→ Your instructions
Output the listing below, keeping each line exactly as it stands.

Segment Open

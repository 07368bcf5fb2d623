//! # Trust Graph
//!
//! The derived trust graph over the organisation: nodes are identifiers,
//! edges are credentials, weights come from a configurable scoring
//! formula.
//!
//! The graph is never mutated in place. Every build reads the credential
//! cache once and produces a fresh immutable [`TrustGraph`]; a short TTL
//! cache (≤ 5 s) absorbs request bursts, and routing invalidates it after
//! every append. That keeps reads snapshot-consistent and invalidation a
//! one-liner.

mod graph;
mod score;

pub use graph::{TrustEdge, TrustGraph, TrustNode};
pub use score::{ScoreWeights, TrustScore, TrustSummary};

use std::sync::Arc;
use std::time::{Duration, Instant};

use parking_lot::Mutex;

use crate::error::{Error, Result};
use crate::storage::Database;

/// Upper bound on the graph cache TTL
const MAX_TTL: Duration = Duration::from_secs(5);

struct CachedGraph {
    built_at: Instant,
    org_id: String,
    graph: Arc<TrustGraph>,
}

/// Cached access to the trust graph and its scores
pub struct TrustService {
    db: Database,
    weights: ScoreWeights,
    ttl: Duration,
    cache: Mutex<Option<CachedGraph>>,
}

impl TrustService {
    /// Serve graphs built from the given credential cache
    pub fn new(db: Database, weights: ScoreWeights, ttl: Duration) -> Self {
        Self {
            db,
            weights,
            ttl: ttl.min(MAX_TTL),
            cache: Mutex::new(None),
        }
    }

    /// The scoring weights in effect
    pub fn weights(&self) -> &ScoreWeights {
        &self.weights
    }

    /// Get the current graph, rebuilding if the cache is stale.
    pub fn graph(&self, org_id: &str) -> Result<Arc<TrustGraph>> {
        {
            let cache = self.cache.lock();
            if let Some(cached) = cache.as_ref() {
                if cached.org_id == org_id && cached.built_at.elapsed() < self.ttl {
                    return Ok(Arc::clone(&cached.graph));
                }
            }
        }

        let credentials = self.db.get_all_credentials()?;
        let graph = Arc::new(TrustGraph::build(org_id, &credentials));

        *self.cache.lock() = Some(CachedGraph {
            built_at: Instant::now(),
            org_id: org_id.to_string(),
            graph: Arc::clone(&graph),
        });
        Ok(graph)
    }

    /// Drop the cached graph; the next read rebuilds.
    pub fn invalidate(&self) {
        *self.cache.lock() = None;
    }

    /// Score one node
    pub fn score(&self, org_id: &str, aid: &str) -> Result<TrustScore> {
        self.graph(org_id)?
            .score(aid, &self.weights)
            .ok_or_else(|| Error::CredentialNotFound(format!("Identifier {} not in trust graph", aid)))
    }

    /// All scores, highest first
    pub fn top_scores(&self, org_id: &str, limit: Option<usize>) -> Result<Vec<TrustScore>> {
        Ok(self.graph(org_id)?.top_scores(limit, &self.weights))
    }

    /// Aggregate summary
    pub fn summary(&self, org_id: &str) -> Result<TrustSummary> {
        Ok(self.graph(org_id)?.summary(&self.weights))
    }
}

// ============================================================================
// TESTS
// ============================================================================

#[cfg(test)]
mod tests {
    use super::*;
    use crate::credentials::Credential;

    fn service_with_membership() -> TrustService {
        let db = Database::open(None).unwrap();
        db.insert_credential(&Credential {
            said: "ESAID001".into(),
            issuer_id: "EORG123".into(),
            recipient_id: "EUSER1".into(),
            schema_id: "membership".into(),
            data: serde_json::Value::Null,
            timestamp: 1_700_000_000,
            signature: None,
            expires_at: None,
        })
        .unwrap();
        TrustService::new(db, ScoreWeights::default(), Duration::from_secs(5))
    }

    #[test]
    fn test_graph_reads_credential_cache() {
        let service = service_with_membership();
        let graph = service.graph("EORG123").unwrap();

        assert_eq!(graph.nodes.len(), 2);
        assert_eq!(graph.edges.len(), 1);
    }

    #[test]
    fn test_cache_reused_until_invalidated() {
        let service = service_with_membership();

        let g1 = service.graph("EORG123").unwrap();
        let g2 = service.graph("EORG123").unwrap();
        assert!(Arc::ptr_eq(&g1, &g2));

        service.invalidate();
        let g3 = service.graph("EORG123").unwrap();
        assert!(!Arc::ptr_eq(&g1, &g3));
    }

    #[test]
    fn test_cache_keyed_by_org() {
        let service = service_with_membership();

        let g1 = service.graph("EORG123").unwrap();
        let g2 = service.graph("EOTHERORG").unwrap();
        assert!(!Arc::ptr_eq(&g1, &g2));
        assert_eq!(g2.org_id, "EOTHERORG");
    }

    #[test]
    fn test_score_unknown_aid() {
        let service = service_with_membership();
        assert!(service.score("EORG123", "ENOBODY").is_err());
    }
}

Segment Closed

→ Solution to the exercise
repository 07368bcf5fb2d623
//! # Trust Graph
//!
//! The derived trust graph over the organisation: nodes are identifiers,
//! edges are credentials, weights come from a configurable scoring
//! formula.
//!
//! The graph is never mutated in place. Every build reads the credential
//! cache once and produces a fresh immutable [`TrustGraph`]; a short TTL
//! cache (≤ 5 s) absorbs request bursts, and routing invalidates it after
//! every append. That keeps reads snapshot-consistent and invalidation a
//! one-liner.

mod graph;
mod score;

pub use graph::{TrustEdge, TrustGraph, TrustNode};
pub use score::{ScoreWeights, TrustScore, TrustSummary};

use std::sync::Arc;
use std::time::{Duration, Instant};

use parking_lot::Mutex;

use crate::error::{Error, Result};
use crate::storage::Database;

/// Upper bound on the graph cache TTL
const MAX_TTL: Duration = Duration::from_secs(5);

struct CachedGraph {
    built_at: Instant,
    org_id: String,
    graph: Arc<TrustGraph>,
}

/// Cached access to the trust graph and its scores
pub struct TrustService {
    db: Database,
    weights: ScoreWeights,
    ttl: Duration,
    cache: Mutex<Option<CachedGraph>>,
}

impl TrustService {
    /// Serve graphs built from the given credential cache
    pub fn new(db: Database, weights: ScoreWeights, ttl: Duration) -> Self {
        Self {
            db,
            weights,
            ttl: ttl.min(MAX_TTL),
            cache: Mutex::new(None),
        }
    }

    /// The scoring weights in effect
    pub fn weights(&self) -> &ScoreWeights {
        &self.weights
    }

    /// Get the current graph, rebuilding if the cache is stale.
    pub fn graph(&self, org_id: &str) -> Result<Arc<TrustGraph>> {
        {
            let cache = self.cache.lock();
            if let Some(cached) = cache.as_ref() {
                if cached.org_id == org_id && cached.built_at.elapsed() < self.ttl {
                    return Ok(Arc::clone(&cached.graph));
                }
            }
        }

        let credentials = self.db.get_all_credentials()?;
        let graph = Arc::new(TrustGraph::build(org_id, &credentials));

        *self.cache.lock() = Some(CachedGraph {
            built_at: Instant::now(),
            org_id: org_id.to_string(),
            graph: Arc::clone(&graph),
        });
        Ok(graph)
    }

    /// Drop the cached graph; the next read rebuilds.
    pub fn invalidate(&self) {
        *self.cache.lock() = None;
    }

    /// Score one node
    pub fn score(&self, org_id: &str, aid: &str) -> Result<TrustScore> {
        self.graph(org_id)?
            .score(aid, &self.weights)
            .ok_or_else(|| Error::CredentialNotFound(format!("Identifier {} not in trust graph", aid)))
    }

    /// All scores, highest first
    pub fn top_scores(&self, org_id: &str, limit: Option<usize>) -> Result<Vec<TrustScore>> {
        Ok(self.graph(org_id)?.top_scores(limit, &self.weights))
    }

    /// Aggregate summary
    pub fn summary(&self, org_id: &str) -> Result<TrustSummary> {
        Ok(self.graph(org_id)?.summary(&self.weights))
    }
}

// ============================================================================
// TESTS
// ============================================================================

#[cfg(test)]
mod tests {
    use super::*;
    use crate::credentials::Credential;

    fn service_with_membership() -> TrustService {
        let db = Database::open(None).unwrap();
        db.insert_credential(&Credential {
            said: "ESAID001".into(),
            issuer_id: "EORG123".into(),
            recipient_id: "EUSER1".into(),
            schema_id: "membership".into(),
            data: serde_json::Value::Null,
            timestamp: 1_700_000_000,
            signature: None,
            expires_at: None,
        })
        .unwrap();
        TrustService::new(db, ScoreWeights::default(), Duration::from_secs(5))
    }

    #[test]
    fn test_graph_reads_credential_cache() {
        let service = service_with_membership();
        let graph = service.graph("EORG123").unwrap();

        assert_eq!(graph.nodes.len(), 2);
        assert_eq!(graph.edges.len(), 1);
    }

    #[test]
    fn test_cache_reused_until_invalidated() {
        let service = service_with_membership();

        let g1 = service.graph("EORG123").unwrap();
        let g2 = service.graph("EORG123").unwrap();
        assert!(Arc::ptr_eq(&g1, &g2));

        service.invalidate();
        let g3 = service.graph("EORG123").unwrap();
        assert!(!Arc::ptr_eq(&g1, &g3));
    }

    #[test]
    fn test_cache_keyed_by_org() {
        let service = service_with_membership();

        let g1 = service.graph("EORG123").unwrap();
        let g2 = service.graph("EOTHERORG").unwrap();
        assert!(!Arc::ptr_eq(&g1, &g2));
        assert_eq!(g2.org_id, "EOTHERORG");
    }

    #[test]
    fn test_score_unknown_aid() {
        let service = service_with_membership();
        assert!(service.score("EORG123", "ENOBODY").is_err());
    }
}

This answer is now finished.